Dermatillomania (DTM) is commonly known as “skin picking” or compulsive or pathologic skin picking but is also known or can be web searched as neurotic excoriations or the medical terms psychogenic dermatitis or neurodermatitis. These terms include scratching, rubbing, and other behaviors as well. It may be confined to just the face, parts of the body, hairy areas, irregular skin such as “bumps”, real or imagined blemishes, acne, sores, etc or even all over. It may be mild to severe, include unintentional or intentional harm, and even cause permanent scarring. Much of what I said above about TTM is also true of DTM. In fact, DTM may be more common and may often accompany TTM. Both may be hidden by clothes, make-up, wigs for TTM, and various cover stories. Both may persist for many years or even for a lifetime. Both may cause intense shame and indicate or cause self loathing.

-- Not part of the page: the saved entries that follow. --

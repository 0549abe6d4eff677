//! Configuration types for the session core

use std::time::Duration;

use crate::AuthError;

/// Default access-token cookie lifetime (1 hour)
pub const DEFAULT_ACCESS_TOKEN_MAX_AGE: Duration = Duration::from_secs(60 * 60);
/// Default refresh-token cookie lifetime (60 days)
pub const DEFAULT_REFRESH_TOKEN_MAX_AGE: Duration = Duration::from_secs(60 * 60 * 24 * 60);
/// Default one-time code lifetime (10 minutes)
pub const DEFAULT_OTP_TTL: Duration = Duration::from_secs(600);

/// Session core configuration
#[derive(Clone)]
pub struct AuthConfig {
    /// Identity provider base URL (e.g., https://xyz.supabase.co)
    pub supabase_url: String,
    /// Public API key, sent with end-user requests
    pub anon_key: String,
    /// Privileged API key, used only to generate one-time codes
    pub service_role_key: String,
    /// HS256 secret the provider signs access tokens with
    pub jwt_secret: String,
    /// Expected `aud` claim; unchecked when `None`
    pub jwt_audience: Option<String>,
    /// Production deployment (controls the cookie `Secure` flag)
    pub production: bool,
    /// One-time code lifetime in the cache
    pub otp_ttl: Duration,
    /// Fallback access-token cookie lifetime
    pub access_token_max_age: Duration,
    /// Refresh-token cookie lifetime
    pub refresh_token_max_age: Duration,
    /// Upper bound on any single provider call
    pub provider_timeout: Duration,
    /// Provision unknown addresses on code request
    pub should_create_user: bool,
    /// Redirect target forwarded to the provider with code requests
    pub email_redirect_to: Option<String>,
}

impl AuthConfig {
    /// Create a config, rejecting missing provider credentials
    pub fn try_new(
        supabase_url: impl Into<String>,
        anon_key: impl Into<String>,
        service_role_key: impl Into<String>,
        jwt_secret: impl Into<String>,
    ) -> Result<Self, AuthError> {
        let supabase_url = supabase_url.into().trim_end_matches('/').to_string();
        let anon_key = anon_key.into();
        let service_role_key = service_role_key.into();
        let jwt_secret = jwt_secret.into();

        if !(supabase_url.starts_with("https://") || supabase_url.starts_with("http://")) {
            return Err(AuthError::Configuration(
                "supabase url must be an http(s) URL".to_string(),
            ));
        }
        for (name, value) in [
            ("anon key", &anon_key),
            ("service role key", &service_role_key),
            ("jwt secret", &jwt_secret),
        ] {
            if value.trim().is_empty() {
                return Err(AuthError::Configuration(format!("{} must be set", name)));
            }
        }

        Ok(Self {
            supabase_url,
            anon_key,
            service_role_key,
            jwt_secret,
            jwt_audience: None,
            production: false,
            otp_ttl: DEFAULT_OTP_TTL,
            access_token_max_age: DEFAULT_ACCESS_TOKEN_MAX_AGE,
            refresh_token_max_age: DEFAULT_REFRESH_TOKEN_MAX_AGE,
            provider_timeout: Duration::from_secs(10),
            should_create_user: true,
            email_redirect_to: None,
        })
    }

    /// GoTrue REST base URL
    pub fn auth_url(&self) -> String {
        format!("{}/auth/v1", self.supabase_url)
    }

    pub fn with_production(mut self, production: bool) -> Self {
        self.production = production;
        self
    }

    pub fn with_jwt_audience(mut self, audience: impl Into<String>) -> Self {
        self.jwt_audience = Some(audience.into());
        self
    }

    pub fn with_otp_ttl(mut self, ttl: Duration) -> Self {
        self.otp_ttl = ttl;
        self
    }

    pub fn with_access_token_max_age(mut self, max_age: Duration) -> Self {
        self.access_token_max_age = max_age;
        self
    }

    pub fn with_refresh_token_max_age(mut self, max_age: Duration) -> Self {
        self.refresh_token_max_age = max_age;
        self
    }

    pub fn with_provider_timeout(mut self, timeout: Duration) -> Self {
        self.provider_timeout = timeout;
        self
    }

    pub fn with_should_create_user(mut self, create: bool) -> Self {
        self.should_create_user = create;
        self
    }

    pub fn with_email_redirect_to(mut self, redirect: impl Into<String>) -> Self {
        self.email_redirect_to = Some(redirect.into());
        self
    }
}

impl std::fmt::Debug for AuthConfig {
    fn fmt(&self, f: &mut std::fmt::Formatter<'_>) -> std::fmt::Result {
        f.debug_struct("AuthConfig")
            .field("supabase_url", &self.supabase_url)
            .field("jwt_audience", &self.jwt_audience)
            .field("production", &self.production)
            .field("otp_ttl", &self.otp_ttl)
            .field("access_token_max_age", &self.access_token_max_age)
            .field("refresh_token_max_age", &self.refresh_token_max_age)
            .field("provider_timeout", &self.provider_timeout)
            .field("should_create_user", &self.should_create_user)
            .field("email_redirect_to", &self.email_redirect_to)
            .finish_non_exhaustive()
    }
}

/// Resend email API configuration
#[derive(Clone)]
pub struct ResendConfig {
    pub api_key: String,
    /// Sender address, e.g. `Acme <auth@acme.dev>`
    pub from: String,
    pub base_url: String,
    pub timeout: Duration,
}

impl ResendConfig {
    pub const DEFAULT_BASE_URL: &'static str = "https://api.resend.com";

    pub fn try_new(api_key: impl Into<String>, from: impl Into<String>) -> Result<Self, AuthError> {
        let api_key = api_key.into();
        let from = from.into();

        if api_key.trim().is_empty() {
            return Err(AuthError::Configuration("resend api key must be set".to_string()));
        }
        if !from.contains('@') {
            return Err(AuthError::Configuration(
                "email sender address must contain '@'".to_string(),
            ));
        }

        Ok(Self {
            api_key,
            from,
            base_url: Self::DEFAULT_BASE_URL.to_string(),
            timeout: Duration::from_secs(10),
        })
    }

    /// Point the sender at a different API host (used by tests)
    pub fn with_base_url(mut self, base_url: impl Into<String>) -> Self {
        self.base_url = base_url.into().trim_end_matches('/').to_string();
        self
    }

    pub fn with_timeout(mut self, timeout: Duration) -> Self {
        self.timeout = timeout;
        self
    }
}

impl std::fmt::Debug for ResendConfig {
    fn fmt(&self, f: &mut std::fmt::Formatter<'_>) -> std::fmt::Result {
        f.debug_struct("ResendConfig")
            .field("from", &self.from)
            .field("base_url", &self.base_url)
            .field("timeout", &self.timeout)
            .finish_non_exhaustive()
    }
}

Treatment for TTM and DTM includes cognitive and behavior management, known as CBT techniques aimed at distracting or redirecting the urge and behavior. Help to identify both thinking errors, thinking distortions, and to examine and change behavior patterns that may knowingly or unknowingly reinforce or feed into the habit can make a big difference. Habit Reversal techniques help by identifying triggers and routines and then replacing them with healthier substitute behavior or actions and thoughts incompatible with hair pulling, picking, or skin picking and related habits. Learning alternate stress management, relaxation techniques, and healthy life choices as well as education about the condition helps those affected and their loved ones to cope better. Success is greater when these conditions are treated sooner and when milder. However, even severe cases can be helped.

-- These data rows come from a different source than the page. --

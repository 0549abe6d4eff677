//! Cache errors

use std::time::Duration;

use thiserror::Error;

/// Cache errors
#[derive(Error, Debug)]
pub enum CacheError {
    /// Could not establish or re-establish a connection
    #[error("cache connection error: {0}")]
    Connection(String),

    /// The backend rejected or failed a command
    #[error("cache command error: {0}")]
    Command(#[from] redis::RedisError),

    /// Operation did not complete within the configured bound
    #[error("cache operation timed out after {0:?}")]
    Timeout(Duration),

    /// The connection manager has been shut down
    #[error("cache client is shutting down")]
    ShuttingDown,

    /// Invalid connection settings
    #[error("cache configuration error: {0}")]
    Configuration(String),
}

impl CacheError {
    /// Whether the failure means the backend could not be reached at all
    pub fn is_unavailable(&self) -> bool {
        match self {
            Self::Connection(_) | Self::Timeout(_) | Self::ShuttingDown => true,
            Self::Command(e) => e.is_io_error() || e.is_connection_dropped() || e.is_timeout(),
            Self::Configuration(_) => false,
        }
    }
}

/// Result alias for cache operations
pub type CacheResult<T> = Result<T, CacheError>;
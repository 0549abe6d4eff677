//! Supabase (GoTrue) identity provider

use async_trait::async_trait;
use latch_types::{AuthUser, EmailAddress, UserId};
use reqwest::{Client, RequestBuilder};
use serde::de::DeserializeOwned;
use serde::{Deserialize, Serialize};
use std::time::Duration;
use tracing::{debug, error, instrument};

use crate::config::AuthConfig;
use crate::provider::{IdentityProvider, IssuedOtp, OtpOptions, ProviderSession};
use crate::AuthError;

/// GoTrue REST client
#[derive(Clone)]
pub struct SupabaseProvider {
    client: Client,
    auth_url: String,
    anon_key: String,
    service_role_key: String,
}

#[derive(Serialize)]
struct GenerateLinkRequest<'a> {
    #[serde(rename = "type")]
    kind: &'static str,
    email: &'a str,
    #[serde(skip_serializing_if = "Option::is_none")]
    redirect_to: Option<&'a str>,
}

#[derive(Debug, Default, Deserialize)]
struct LinkProperties {
    #[serde(default)]
    email_otp: Option<String>,
}

/// `generate_link` response: the user's fields plus link properties
#[derive(Debug, Deserialize)]
struct GenerateLinkResponse {
    #[serde(default)]
    id: Option<String>,
    #[serde(default)]
    email_otp: Option<String>,
    #[serde(default)]
    properties: Option<LinkProperties>,
}

impl GenerateLinkResponse {
    fn code(&self) -> Option<&str> {
        self.properties
            .as_ref()
            .and_then(|p| p.email_otp.as_deref())
            .or(self.email_otp.as_deref())
            .filter(|code| !code.is_empty())
    }
}

#[derive(Debug, Deserialize)]
struct AdminUser {
    id: String,
    #[serde(default)]
    email: Option<String>,
}

/// `GET /admin/users` page
#[derive(Debug, Default, Deserialize)]
struct AdminUsersResponse {
    #[serde(default)]
    users: Vec<AdminUser>,
}

impl AdminUsersResponse {
    /// The admin filter is a substring match; only an exact address counts
    fn find(&self, email: &EmailAddress) -> Option<&AdminUser> {
        self.users.iter().find(|user| {
            user.email
                .as_deref()
                .is_some_and(|candidate| candidate.eq_ignore_ascii_case(email.as_str()))
        })
    }
}

#[derive(Serialize)]
struct VerifyRequest<'a> {
    #[serde(rename = "type")]
    kind: &'static str,
    email: &'a str,
    token: &'a str,
}

#[derive(Serialize)]
struct RefreshRequest<'a> {
    refresh_token: &'a str,
}

/// GoTrue error bodies come in several shapes depending on the endpoint
#[derive(Debug, Default, Deserialize)]
struct ErrorBody {
    #[serde(default)]
    msg: Option<String>,
    #[serde(default)]
    error_description: Option<String>,
    #[serde(default)]
    message: Option<String>,
    #[serde(default)]
    error: Option<String>,
}

fn error_message(body: &str) -> Option<String> {
    let parsed: ErrorBody = serde_json::from_str(body).ok()?;
    parsed
        .msg
        .or(parsed.error_description)
        .or(parsed.message)
        .or(parsed.error)
        .filter(|m| !m.is_empty())
}

impl SupabaseProvider {
    /// Create a provider with a client bounded by the configured provider timeout
    pub fn new(config: &AuthConfig) -> Result<Self, AuthError> {
        let client = Client::builder()
            .connect_timeout(Duration::from_secs(5))
            .timeout(config.provider_timeout)
            .pool_idle_timeout(Duration::from_secs(90))
            .tcp_nodelay(true)
            .build()
            .map_err(|e| AuthError::Configuration(format!("http client: {}", e)))?;

        Ok(Self::with_client(config, client))
    }

    /// Create a provider with a caller-supplied HTTP client
    pub fn with_client(config: &AuthConfig, client: Client) -> Self {
        Self {
            client,
            auth_url: config.auth_url(),
            anon_key: config.anon_key.clone(),
            service_role_key: config.service_role_key.clone(),
        }
    }

    fn post(&self, path: &str, key: &str) -> RequestBuilder {
        self.client
            .post(format!("{}{}", self.auth_url, path))
            .header("apikey", key)
    }

    /// Look up an existing account by address without provisioning one
    async fn find_user(&self, email: &EmailAddress) -> Result<Option<UserId>, AuthError> {
        let request = self
            .client
            .get(format!("{}/admin/users", self.auth_url))
            .header("apikey", &self.service_role_key)
            .bearer_auth(&self.service_role_key)
            .query(&[("filter", email.as_str()), ("page", "1"), ("per_page", "50")]);
        let page: AdminUsersResponse = self.send(request, "find_user").await?;

        page.find(email)
            .map(|user| UserId::parse(&user.id))
            .transpose()
            .map_err(|e| AuthError::Internal(format!("malformed user id: {}", e)))
    }

    async fn send<T: DeserializeOwned>(
        &self,
        request: RequestBuilder,
        operation: &'static str,
    ) -> Result<T, AuthError> {
        let response = request.send().await.map_err(|e| {
            error!(operation, error = %e, "Supabase request failed");
            if e.is_timeout() {
                AuthError::ProviderUnavailable(format!("{} timed out", operation))
            } else {
                AuthError::ProviderUnavailable(e.to_string())
            }
        })?;

        let status = response.status();
        if status.is_success() {
            return response.json::<T>().await.map_err(|e| {
                error!(operation, error = %e, "Failed to parse Supabase response");
                AuthError::Internal(format!("malformed {} response", operation))
            });
        }

        let body = response.text().await.unwrap_or_default();
        let message = error_message(&body)
            .unwrap_or_else(|| status.canonical_reason().unwrap_or("request failed").to_string());

        if status.is_client_error() {
            debug!(operation, status = %status, message = %message, "Supabase rejected request");
            Err(AuthError::ProviderRejected(message))
        } else {
            error!(operation, status = %status, message = %message, "Supabase server error");
            Err(AuthError::ProviderUnavailable(format!("{}: {}", status, message)))
        }
    }
}

#[async_trait]
impl IdentityProvider for SupabaseProvider {
    #[instrument(skip_all, fields(operation = "generate_otp"))]
    async fn generate_otp(
        &self,
        email: &EmailAddress,
        options: &OtpOptions,
    ) -> Result<IssuedOtp, AuthError> {
        // generate_link provisions unknown addresses, so refuse them up front
        let existing = if options.should_create_user {
            None
        } else {
            match self.find_user(email).await? {
                Some(id) => Some(id),
                None => {
                    debug!("No account for address and signups are disabled");
                    return Err(AuthError::ProviderRejected(
                        "Signups not allowed for otp".to_string(),
                    ));
                }
            }
        };

        let body = GenerateLinkRequest {
            kind: "magiclink",
            email: email.as_str(),
            redirect_to: options.redirect_to.as_deref(),
        };

        let request = self
            .post("/admin/generate_link", &self.service_role_key)
            .bearer_auth(&self.service_role_key)
            .json(&body);
        let link: GenerateLinkResponse = self.send(request, "generate_otp").await?;

        let code = link.code().ok_or_else(|| {
            error!("generate_link response carried no email_otp");
            AuthError::Internal("provider returned no one-time code".to_string())
        })?;

        Ok(IssuedOtp {
            code: code.to_string(),
            user_id: link
                .id
                .as_deref()
                .and_then(|id| UserId::parse(id).ok())
                .or(existing),
        })
    }

    #[instrument(skip_all, fields(operation = "verify_otp"))]
    async fn verify_otp(
        &self,
        email: &EmailAddress,
        code: &str,
    ) -> Result<ProviderSession, AuthError> {
        let body = VerifyRequest {
            kind: "email",
            email: email.as_str(),
            token: code,
        };
        let request = self.post("/verify", &self.anon_key).json(&body);
        self.send(request, "verify_otp").await
    }

    #[instrument(skip_all, fields(operation = "refresh_session"))]
    async fn refresh_session(&self, refresh_token: &str) -> Result<ProviderSession, AuthError> {
        let request = self
            .post("/token?grant_type=refresh_token", &self.anon_key)
            .json(&RefreshRequest { refresh_token });
        self.send(request, "refresh_session").await
    }

    #[instrument(skip_all, fields(operation = "get_user"))]
    async fn get_user(&self, access_token: &str) -> Result<AuthUser, AuthError> {
        let request = self
            .client
            .get(format!("{}/user", self.auth_url))
            .header("apikey", &self.anon_key)
            .bearer_auth(access_token);
        self.send(request, "get_user").await
    }
}

impl std::fmt::Debug for SupabaseProvider {
    fn fmt(&self, f: &mut std::fmt::Formatter<'_>) -> std::fmt::Result {
        f.debug_struct("SupabaseProvider")
            .field("auth_url", &self.auth_url)
            .finish_non_exhaustive()
    }
}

There are also books, support groups, websites and national organizations dedicated to helping and educating both those suffering from these conditions and others. These include Dermatillomania Center regarding Skin Picking http://www.skinpick.com and the Trichotillomania Learning Center (TLC) http://trich.org.

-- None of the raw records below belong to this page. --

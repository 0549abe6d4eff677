//! User types

use serde::{Deserialize, Deserializer, Serialize};
use serde_json::{Map, Value};
use uuid::Uuid;

/// Unique user identifier (identity provider subject)
#[derive(Debug, Clone, Copy, PartialEq, Eq, Hash, Serialize, Deserialize)]
#[serde(transparent)]
pub struct UserId(pub Uuid);

impl UserId {
    /// Create a new random user ID
    pub fn new() -> Self {
        Self(Uuid::new_v4())
    }

    /// Parse a user ID from a string
    pub fn parse(s: &str) -> Result<Self, uuid::Error> {
        Ok(Self(Uuid::parse_str(s)?))
    }
}

impl Default for UserId {
    fn default() -> Self {
        Self::new()
    }
}

impl std::fmt::Display for UserId {
    fn fmt(&self, f: &mut std::fmt::Formatter<'_>) -> std::fmt::Result {
        write!(f, "{}", self.0)
    }
}

impl From<Uuid> for UserId {
    fn from(uuid: Uuid) -> Self {
        Self(uuid)
    }
}

/// Read-only projection of the identity provider's user record.
///
/// Never cached by this subsystem: it is always resolved live from an
/// access token. Provider fields beyond `id` and `email` are kept verbatim
/// in `extra` and flattened back out on serialization.
#[derive(Debug, Clone, PartialEq, Serialize, Deserialize)]
pub struct AuthUser {
    /// Provider user ID
    pub id: UserId,
    /// Primary email address
    #[serde(default, deserialize_with = "null_as_empty")]
    pub email: String,
    /// Remaining provider fields (role, metadata, timestamps, ...)
    #[serde(flatten)]
    pub extra: Map<String, Value>,
}

impl AuthUser {
    /// Create a user projection with no extra fields
    pub fn new(id: UserId, email: impl Into<String>) -> Self {
        Self {
            id,
            email: email.into(),
            extra: Map::new(),
        }
    }

    /// Look up a provider field that is not modelled explicitly
    pub fn field(&self, name: &str) -> Option<&Value> {
        self.extra.get(name)
    }
}

/// Phone-only provider accounts report `"email": null`
fn null_as_empty<'de, D: Deserializer<'de>>(deserializer: D) -> Result<String, D::Error> {
    Ok(Option::<String>::deserialize(deserializer)?.unwrap_or_default())
}
//! Common error types

use thiserror::Error;

/// Errors raised while constructing shared domain types
#[derive(Error, Debug, Clone, PartialEq, Eq)]
pub enum TypesError {
    /// Email address failed validation
    #[error("invalid email address: {0}")]
    InvalidEmail(&'static str),
}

Medication treatment follows from the newer understanding of the brain circuitry involved. Frequently, an SRI such as fluoxetine (Prozac), sertraline (Zoloft), fluvoxamine, citalopram or escitalopram (Lexapro) is a first choice and other medications with dual action (venlafaxine, Cymbalta = duloxetine), or a booster or tic medicine such as Pimozide (Orap), risperidone, or ziprasidone (Geodon) may be useful. Non medicine alternative options may help as much or more. The over the counter amino acid N.A.C. (N-Acetyl-Cysteine) which helps regulate glutamate has been shown in one good study to be worth considering for TTM for at least some people.

As in other psychiatric disorders, a combination of psychotherapy and medication is often best, especially for the moderate to severe or chronic and recurrent cases. Although medications may help they are too often not as helpful as in other conditions. Thus, the role of therapy including psycho-education and support groups are often more important.